WHAT NEEDS TO BE DONE: Each line of the material holding the word "disabled" must be identified and copied.

TASK MATERIAL:

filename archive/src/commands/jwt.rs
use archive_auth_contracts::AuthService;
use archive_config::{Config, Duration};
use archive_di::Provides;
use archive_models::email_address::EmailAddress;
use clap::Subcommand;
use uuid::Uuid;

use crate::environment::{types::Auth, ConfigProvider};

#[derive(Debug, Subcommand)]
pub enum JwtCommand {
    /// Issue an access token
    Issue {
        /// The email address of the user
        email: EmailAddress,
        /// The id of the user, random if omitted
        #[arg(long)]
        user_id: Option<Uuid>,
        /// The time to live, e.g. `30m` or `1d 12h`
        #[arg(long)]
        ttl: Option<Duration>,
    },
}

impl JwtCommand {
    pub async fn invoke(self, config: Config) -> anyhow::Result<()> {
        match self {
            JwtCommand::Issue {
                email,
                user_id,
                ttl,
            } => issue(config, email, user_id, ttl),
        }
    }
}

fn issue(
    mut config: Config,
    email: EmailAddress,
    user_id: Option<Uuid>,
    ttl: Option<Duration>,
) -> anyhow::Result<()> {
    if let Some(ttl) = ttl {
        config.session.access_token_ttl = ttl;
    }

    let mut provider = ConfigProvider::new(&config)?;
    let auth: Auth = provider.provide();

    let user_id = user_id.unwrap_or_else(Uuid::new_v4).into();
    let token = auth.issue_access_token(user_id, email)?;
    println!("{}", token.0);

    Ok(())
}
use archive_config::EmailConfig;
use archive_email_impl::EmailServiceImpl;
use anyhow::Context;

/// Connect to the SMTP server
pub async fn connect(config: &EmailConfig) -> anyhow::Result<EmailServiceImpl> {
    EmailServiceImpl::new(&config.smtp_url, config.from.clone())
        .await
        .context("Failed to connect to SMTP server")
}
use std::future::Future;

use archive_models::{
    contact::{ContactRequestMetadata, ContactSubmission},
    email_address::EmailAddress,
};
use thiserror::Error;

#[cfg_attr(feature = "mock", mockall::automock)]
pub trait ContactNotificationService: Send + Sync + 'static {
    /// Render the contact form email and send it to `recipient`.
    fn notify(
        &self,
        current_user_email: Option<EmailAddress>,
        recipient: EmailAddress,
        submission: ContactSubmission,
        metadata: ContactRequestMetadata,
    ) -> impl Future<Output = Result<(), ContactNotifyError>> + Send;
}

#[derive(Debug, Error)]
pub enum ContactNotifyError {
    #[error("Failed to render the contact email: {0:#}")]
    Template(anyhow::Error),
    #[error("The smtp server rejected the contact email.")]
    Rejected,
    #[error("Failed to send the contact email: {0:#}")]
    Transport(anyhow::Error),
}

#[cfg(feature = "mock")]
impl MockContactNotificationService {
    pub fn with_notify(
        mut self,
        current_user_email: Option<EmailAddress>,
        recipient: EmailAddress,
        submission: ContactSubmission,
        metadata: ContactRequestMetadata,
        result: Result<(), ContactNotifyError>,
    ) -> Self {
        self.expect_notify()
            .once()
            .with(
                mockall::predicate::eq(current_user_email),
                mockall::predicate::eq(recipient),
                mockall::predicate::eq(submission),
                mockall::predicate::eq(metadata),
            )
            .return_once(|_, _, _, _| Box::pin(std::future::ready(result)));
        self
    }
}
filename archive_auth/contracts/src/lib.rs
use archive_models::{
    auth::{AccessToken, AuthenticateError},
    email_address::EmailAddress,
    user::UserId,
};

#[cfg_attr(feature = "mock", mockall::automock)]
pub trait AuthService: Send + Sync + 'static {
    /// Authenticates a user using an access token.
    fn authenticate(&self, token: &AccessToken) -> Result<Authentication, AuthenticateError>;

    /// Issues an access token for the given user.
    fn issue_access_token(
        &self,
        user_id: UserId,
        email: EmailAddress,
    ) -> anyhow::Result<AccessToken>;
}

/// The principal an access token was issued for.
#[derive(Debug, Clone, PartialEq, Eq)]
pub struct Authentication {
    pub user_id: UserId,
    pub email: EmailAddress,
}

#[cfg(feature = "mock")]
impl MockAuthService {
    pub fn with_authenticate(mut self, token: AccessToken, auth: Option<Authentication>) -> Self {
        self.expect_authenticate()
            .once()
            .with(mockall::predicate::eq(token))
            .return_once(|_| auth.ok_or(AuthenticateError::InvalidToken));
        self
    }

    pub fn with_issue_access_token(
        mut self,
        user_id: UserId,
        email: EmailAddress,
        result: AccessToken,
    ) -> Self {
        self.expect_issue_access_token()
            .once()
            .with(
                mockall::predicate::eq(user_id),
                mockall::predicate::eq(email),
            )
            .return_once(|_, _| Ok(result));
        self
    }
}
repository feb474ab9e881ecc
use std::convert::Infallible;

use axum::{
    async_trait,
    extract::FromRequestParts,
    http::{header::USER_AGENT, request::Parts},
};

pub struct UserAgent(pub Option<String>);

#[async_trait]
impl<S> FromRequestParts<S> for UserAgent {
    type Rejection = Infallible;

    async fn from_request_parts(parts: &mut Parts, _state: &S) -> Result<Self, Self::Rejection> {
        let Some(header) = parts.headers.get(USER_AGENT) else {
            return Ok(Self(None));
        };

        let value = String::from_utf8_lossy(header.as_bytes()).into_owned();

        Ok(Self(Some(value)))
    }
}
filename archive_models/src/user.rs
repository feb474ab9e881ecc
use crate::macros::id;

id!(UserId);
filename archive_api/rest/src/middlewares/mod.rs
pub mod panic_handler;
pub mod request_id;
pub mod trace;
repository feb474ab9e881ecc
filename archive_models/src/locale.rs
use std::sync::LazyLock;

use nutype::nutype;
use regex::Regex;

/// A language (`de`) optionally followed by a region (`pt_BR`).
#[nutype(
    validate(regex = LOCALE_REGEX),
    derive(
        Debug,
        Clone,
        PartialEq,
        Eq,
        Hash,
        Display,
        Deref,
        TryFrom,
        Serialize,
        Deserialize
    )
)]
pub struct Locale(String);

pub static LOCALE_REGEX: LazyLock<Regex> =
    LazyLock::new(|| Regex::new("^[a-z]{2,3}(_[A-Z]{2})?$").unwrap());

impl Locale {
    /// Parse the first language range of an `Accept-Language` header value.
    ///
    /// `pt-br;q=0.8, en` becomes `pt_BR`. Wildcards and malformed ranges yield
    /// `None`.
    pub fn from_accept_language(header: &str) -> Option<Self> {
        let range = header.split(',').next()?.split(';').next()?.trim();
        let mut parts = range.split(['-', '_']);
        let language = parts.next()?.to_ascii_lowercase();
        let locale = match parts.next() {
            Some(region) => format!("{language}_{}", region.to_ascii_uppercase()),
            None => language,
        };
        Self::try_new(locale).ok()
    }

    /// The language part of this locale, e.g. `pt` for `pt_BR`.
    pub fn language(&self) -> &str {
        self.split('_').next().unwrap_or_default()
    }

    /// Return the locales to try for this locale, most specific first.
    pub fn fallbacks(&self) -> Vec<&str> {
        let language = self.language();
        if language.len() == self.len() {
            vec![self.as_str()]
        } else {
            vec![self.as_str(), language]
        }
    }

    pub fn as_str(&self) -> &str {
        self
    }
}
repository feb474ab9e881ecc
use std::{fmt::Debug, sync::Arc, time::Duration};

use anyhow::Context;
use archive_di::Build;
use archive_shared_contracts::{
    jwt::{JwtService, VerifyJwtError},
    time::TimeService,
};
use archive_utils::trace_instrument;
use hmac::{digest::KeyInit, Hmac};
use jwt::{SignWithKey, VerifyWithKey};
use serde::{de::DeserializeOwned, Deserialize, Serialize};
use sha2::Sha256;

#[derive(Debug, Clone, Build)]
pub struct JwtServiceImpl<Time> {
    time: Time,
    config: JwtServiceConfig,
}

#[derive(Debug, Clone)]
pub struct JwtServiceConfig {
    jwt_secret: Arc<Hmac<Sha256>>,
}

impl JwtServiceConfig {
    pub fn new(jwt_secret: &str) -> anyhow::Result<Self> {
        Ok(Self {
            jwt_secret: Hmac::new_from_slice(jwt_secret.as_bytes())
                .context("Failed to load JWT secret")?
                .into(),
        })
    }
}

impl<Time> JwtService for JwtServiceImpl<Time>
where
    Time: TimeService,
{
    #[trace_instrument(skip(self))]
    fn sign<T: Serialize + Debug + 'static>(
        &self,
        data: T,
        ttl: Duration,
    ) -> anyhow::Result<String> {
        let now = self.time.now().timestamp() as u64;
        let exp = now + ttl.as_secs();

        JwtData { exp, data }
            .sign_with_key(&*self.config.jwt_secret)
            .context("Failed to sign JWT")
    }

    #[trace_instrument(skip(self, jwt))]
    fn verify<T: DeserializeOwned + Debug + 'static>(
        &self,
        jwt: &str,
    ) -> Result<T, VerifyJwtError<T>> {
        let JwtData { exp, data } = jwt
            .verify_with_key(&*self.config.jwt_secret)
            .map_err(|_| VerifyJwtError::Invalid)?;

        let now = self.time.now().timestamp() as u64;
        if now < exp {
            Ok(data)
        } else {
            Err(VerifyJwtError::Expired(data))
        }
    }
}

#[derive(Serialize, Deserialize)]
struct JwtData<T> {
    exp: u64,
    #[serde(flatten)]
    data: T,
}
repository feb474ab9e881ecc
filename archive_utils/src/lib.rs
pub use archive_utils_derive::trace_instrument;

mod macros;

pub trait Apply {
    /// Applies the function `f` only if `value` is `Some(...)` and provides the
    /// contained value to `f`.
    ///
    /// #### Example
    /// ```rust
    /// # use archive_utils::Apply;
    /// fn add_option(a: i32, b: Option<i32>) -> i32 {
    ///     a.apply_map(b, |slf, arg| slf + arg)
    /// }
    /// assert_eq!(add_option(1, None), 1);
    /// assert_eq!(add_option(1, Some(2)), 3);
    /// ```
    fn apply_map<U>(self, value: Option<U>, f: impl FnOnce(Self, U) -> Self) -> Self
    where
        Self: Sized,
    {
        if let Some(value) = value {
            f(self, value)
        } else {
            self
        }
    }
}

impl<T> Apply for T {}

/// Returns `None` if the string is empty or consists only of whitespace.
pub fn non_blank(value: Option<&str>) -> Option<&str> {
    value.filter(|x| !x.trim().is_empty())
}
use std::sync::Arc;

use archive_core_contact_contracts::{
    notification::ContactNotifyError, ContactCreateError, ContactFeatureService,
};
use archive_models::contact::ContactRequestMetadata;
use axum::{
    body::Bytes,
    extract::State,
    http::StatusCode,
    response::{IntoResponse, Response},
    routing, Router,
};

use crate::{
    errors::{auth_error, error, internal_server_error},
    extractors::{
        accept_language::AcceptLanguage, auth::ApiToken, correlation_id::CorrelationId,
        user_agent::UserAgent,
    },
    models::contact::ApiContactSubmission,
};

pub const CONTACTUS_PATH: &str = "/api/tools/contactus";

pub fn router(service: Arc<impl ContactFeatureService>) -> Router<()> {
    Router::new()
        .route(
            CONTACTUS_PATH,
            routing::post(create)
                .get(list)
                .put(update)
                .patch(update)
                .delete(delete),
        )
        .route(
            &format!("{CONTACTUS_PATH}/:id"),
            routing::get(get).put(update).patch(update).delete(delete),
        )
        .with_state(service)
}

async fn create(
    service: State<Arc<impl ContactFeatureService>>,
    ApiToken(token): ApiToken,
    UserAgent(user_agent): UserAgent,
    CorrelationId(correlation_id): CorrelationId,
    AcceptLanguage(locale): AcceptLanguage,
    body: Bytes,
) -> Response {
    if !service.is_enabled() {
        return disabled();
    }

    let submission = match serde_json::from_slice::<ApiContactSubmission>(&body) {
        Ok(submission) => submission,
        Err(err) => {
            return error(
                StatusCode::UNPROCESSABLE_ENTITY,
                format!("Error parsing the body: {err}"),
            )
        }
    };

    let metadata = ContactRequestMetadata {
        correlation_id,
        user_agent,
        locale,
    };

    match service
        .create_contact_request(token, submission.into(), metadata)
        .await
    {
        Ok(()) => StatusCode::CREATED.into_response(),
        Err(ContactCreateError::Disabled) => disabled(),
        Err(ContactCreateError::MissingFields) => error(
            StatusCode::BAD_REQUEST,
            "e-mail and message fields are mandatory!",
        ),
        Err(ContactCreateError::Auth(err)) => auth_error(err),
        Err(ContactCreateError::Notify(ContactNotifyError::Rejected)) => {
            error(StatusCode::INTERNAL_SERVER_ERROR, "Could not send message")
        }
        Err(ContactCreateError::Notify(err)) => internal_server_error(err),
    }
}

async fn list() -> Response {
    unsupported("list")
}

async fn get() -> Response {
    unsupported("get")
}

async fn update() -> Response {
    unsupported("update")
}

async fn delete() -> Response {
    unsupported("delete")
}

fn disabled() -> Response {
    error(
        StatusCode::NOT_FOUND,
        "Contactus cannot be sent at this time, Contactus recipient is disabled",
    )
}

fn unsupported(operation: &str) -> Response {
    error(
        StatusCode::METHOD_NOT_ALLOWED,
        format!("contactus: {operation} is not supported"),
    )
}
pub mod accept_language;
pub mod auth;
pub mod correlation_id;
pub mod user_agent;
* * *
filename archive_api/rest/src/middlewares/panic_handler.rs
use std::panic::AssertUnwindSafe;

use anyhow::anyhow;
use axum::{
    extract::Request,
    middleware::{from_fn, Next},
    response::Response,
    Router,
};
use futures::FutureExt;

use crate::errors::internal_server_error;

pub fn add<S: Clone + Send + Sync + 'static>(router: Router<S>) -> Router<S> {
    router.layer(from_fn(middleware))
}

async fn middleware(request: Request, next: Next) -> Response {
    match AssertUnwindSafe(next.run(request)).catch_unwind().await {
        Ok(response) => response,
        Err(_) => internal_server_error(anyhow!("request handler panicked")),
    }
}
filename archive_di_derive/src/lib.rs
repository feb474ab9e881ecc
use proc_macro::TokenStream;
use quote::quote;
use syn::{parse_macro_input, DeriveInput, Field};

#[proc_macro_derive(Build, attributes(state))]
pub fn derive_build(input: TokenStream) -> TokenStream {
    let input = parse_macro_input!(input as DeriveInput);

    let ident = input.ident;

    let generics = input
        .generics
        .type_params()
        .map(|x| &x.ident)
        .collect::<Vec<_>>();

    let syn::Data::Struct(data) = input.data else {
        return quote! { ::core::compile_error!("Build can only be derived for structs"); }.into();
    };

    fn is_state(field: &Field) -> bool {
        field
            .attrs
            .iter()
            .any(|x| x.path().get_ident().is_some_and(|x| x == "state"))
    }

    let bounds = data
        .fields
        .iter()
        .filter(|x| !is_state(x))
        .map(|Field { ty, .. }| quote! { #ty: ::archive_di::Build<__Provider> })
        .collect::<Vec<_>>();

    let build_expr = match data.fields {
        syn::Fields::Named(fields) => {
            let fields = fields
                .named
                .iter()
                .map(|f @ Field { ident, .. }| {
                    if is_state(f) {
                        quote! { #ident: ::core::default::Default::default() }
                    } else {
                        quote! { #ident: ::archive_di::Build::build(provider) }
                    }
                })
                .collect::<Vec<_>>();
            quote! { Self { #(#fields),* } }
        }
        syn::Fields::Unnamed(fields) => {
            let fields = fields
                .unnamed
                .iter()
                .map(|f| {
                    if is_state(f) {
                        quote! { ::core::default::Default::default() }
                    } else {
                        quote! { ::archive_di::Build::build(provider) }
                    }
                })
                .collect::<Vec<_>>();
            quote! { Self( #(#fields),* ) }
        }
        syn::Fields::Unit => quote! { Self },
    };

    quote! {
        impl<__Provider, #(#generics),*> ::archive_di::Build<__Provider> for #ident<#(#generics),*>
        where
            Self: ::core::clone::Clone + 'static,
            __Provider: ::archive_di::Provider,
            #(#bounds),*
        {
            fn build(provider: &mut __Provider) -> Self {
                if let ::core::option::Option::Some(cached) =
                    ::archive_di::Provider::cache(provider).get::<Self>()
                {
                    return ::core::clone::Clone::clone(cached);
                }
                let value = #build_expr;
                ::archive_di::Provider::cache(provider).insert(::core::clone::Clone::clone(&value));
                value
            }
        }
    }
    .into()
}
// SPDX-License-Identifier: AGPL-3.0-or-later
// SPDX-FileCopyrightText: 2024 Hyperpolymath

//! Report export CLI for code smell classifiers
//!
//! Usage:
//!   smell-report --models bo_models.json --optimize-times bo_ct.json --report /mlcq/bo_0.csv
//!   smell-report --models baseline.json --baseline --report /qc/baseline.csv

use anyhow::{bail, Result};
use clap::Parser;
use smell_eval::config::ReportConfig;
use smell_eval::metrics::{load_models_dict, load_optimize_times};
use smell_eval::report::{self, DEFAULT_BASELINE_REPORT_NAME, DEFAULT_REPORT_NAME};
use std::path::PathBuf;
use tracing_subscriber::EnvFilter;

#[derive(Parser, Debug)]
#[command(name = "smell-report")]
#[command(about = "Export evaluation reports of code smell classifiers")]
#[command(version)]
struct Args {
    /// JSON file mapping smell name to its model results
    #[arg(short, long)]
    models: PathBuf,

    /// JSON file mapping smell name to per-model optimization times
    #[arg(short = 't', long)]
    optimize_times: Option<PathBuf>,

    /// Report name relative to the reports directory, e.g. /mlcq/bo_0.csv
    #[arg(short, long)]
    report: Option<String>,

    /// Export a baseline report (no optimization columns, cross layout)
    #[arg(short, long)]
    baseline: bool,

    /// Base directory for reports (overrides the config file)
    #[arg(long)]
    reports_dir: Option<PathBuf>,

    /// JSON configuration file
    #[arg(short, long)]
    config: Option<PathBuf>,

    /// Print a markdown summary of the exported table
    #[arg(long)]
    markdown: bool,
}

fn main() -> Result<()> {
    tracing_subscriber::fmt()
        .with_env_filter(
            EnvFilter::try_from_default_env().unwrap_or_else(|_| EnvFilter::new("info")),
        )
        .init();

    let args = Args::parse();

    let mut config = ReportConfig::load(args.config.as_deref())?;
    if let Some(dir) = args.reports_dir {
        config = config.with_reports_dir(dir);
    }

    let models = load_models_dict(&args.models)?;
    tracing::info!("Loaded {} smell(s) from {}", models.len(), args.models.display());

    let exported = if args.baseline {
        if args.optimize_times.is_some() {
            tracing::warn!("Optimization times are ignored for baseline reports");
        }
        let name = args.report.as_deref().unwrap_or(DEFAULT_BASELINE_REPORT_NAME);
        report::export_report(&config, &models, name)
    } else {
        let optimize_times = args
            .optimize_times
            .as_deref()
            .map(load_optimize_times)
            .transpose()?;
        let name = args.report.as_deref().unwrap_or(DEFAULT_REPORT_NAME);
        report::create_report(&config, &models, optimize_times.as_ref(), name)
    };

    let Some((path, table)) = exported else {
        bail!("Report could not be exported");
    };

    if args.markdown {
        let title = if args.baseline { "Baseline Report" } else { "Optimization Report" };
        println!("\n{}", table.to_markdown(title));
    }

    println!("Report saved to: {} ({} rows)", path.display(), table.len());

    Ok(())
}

REPLY:
        return disabled();
        Err(ContactCreateError::Disabled) => disabled(),
fn disabled() -> Response {
        "Contactus cannot be sent at this time, Contactus recipient is disabled",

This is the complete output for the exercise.